Collected data entries:
+===+

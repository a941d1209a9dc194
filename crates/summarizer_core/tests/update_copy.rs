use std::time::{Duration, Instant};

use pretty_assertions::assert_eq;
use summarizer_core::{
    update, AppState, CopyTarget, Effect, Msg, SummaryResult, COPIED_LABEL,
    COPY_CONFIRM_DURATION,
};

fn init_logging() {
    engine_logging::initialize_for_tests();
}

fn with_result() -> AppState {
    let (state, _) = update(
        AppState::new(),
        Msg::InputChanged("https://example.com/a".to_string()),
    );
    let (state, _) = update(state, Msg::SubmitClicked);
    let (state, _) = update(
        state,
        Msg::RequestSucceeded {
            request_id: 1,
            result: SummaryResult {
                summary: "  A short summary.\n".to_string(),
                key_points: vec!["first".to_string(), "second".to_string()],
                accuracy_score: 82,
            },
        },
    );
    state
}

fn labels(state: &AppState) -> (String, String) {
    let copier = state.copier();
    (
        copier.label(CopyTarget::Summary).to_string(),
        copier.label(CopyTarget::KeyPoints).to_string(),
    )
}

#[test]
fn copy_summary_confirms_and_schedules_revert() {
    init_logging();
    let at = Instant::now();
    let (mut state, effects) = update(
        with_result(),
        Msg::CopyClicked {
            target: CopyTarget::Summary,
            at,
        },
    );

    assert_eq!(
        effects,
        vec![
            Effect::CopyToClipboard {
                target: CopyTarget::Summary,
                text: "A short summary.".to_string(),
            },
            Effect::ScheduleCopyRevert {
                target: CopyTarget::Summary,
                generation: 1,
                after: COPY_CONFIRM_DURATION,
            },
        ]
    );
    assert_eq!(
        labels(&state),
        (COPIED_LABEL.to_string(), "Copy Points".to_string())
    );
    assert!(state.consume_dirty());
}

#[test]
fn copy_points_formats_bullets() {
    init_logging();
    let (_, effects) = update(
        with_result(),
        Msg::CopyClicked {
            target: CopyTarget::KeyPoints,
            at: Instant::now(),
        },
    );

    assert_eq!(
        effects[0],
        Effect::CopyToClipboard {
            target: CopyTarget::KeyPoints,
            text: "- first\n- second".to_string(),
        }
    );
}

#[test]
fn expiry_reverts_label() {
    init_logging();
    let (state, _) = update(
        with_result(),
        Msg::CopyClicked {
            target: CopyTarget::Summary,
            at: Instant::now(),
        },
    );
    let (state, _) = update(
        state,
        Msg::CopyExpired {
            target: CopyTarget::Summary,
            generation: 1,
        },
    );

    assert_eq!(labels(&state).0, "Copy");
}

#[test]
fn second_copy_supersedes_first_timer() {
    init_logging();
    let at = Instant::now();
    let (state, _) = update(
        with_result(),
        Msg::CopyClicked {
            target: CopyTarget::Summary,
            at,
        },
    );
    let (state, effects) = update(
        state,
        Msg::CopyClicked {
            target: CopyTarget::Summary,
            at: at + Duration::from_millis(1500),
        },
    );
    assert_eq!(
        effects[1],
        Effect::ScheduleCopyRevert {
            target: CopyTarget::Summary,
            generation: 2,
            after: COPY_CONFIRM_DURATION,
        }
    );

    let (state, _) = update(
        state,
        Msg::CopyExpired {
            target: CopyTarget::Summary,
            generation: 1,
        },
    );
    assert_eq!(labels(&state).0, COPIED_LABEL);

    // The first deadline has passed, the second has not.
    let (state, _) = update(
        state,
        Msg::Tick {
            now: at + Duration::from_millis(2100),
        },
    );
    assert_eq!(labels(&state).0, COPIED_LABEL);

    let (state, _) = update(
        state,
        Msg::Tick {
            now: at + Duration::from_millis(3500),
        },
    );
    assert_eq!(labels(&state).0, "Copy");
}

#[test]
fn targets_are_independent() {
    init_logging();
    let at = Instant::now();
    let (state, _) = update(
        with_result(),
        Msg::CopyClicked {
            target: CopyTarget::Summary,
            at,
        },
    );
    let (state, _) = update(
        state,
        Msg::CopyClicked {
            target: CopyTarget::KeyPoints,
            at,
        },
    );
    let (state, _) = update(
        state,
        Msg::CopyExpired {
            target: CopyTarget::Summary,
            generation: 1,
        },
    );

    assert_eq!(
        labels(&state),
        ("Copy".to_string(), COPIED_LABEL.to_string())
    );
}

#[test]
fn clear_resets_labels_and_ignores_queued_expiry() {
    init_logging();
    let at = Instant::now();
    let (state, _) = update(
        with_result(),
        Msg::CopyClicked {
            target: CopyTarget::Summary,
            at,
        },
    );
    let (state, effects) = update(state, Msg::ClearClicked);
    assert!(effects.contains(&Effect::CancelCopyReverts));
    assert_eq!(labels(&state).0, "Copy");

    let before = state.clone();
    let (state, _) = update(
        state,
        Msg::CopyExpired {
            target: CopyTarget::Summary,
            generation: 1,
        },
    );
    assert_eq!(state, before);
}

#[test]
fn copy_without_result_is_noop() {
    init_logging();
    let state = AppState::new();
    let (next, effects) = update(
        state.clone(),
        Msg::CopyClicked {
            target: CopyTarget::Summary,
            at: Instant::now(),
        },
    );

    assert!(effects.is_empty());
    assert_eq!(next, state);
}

+===+

- [What is being asked]:
Would you please copy every line in the data that contains the word "before"?

- [Written solution]:
    let before = state.clone();
    assert_eq!(state, before);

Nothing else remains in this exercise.